**Task details:**
Select all lines holding the word "centre" from the entries that follow.

**Saved data entries:**
===============

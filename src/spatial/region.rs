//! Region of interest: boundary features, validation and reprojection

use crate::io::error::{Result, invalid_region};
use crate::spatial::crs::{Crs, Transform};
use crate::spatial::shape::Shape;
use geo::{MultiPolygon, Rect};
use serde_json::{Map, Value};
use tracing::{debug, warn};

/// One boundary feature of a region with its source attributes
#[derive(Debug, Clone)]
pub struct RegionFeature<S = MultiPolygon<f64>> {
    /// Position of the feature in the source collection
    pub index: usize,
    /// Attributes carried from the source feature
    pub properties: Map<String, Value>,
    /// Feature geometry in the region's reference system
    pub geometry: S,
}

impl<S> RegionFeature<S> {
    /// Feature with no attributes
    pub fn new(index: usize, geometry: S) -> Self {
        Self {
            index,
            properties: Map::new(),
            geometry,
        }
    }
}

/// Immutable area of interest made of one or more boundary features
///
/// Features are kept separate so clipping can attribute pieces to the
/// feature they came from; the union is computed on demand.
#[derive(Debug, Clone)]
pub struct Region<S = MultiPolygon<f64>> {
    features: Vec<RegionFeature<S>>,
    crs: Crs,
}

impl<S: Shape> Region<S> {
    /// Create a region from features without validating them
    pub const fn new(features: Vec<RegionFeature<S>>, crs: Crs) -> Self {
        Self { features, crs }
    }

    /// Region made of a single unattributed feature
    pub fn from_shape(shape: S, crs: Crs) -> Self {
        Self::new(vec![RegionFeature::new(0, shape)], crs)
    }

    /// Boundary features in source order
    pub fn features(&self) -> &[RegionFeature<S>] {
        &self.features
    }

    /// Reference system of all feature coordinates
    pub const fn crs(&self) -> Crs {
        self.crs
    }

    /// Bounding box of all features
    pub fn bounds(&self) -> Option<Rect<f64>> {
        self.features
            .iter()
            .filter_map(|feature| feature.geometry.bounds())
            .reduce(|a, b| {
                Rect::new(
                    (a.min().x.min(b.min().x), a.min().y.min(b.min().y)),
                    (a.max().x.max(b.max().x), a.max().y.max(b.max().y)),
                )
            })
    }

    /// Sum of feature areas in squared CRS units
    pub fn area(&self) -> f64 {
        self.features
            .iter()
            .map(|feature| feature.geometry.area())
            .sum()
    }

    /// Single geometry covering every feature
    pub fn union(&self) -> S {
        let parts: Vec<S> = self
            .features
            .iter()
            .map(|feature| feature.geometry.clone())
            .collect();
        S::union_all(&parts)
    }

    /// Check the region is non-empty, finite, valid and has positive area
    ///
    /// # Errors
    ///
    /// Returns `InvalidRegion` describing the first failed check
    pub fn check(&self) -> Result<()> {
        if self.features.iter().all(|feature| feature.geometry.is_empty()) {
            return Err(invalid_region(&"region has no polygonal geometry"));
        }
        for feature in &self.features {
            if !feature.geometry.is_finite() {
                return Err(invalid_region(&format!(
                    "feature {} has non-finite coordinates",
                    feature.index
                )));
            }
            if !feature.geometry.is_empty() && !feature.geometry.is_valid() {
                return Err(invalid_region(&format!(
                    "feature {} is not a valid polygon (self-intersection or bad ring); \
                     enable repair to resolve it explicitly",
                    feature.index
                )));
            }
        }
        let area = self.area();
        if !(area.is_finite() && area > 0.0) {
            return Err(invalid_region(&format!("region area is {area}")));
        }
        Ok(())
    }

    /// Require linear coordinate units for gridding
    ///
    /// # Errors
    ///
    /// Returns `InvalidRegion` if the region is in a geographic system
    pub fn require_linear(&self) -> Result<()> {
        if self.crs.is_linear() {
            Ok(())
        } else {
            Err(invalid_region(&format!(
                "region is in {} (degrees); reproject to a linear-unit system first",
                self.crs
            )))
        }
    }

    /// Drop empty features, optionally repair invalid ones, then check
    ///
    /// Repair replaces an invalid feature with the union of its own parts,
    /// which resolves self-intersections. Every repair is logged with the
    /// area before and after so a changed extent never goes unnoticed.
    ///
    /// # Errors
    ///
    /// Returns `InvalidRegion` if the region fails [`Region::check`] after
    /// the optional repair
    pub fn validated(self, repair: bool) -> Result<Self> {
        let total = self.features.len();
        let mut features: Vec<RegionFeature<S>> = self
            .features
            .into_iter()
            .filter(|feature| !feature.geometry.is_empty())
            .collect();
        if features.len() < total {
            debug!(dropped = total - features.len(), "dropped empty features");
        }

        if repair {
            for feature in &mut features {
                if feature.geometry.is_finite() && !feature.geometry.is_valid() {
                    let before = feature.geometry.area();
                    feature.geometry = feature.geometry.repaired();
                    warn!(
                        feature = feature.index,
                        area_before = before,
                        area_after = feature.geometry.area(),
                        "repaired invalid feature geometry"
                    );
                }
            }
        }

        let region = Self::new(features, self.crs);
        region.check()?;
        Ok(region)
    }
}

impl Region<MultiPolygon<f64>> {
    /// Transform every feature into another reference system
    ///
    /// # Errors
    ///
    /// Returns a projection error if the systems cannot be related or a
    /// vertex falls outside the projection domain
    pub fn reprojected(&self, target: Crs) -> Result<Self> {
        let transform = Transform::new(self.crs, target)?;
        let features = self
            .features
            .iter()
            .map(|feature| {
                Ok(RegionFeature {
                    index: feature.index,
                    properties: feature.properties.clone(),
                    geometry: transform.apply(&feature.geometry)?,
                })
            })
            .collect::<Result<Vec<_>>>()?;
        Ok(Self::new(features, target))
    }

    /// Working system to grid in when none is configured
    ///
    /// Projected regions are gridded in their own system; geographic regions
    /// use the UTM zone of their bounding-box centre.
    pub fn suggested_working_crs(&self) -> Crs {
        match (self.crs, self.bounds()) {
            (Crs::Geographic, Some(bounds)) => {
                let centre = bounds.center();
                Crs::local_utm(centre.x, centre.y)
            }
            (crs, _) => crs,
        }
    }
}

===============

**Reply to the task:**
    /// use the UTM zone of their bounding-box centre.
                let centre = bounds.center();
                Crs::local_utm(centre.x, centre.y)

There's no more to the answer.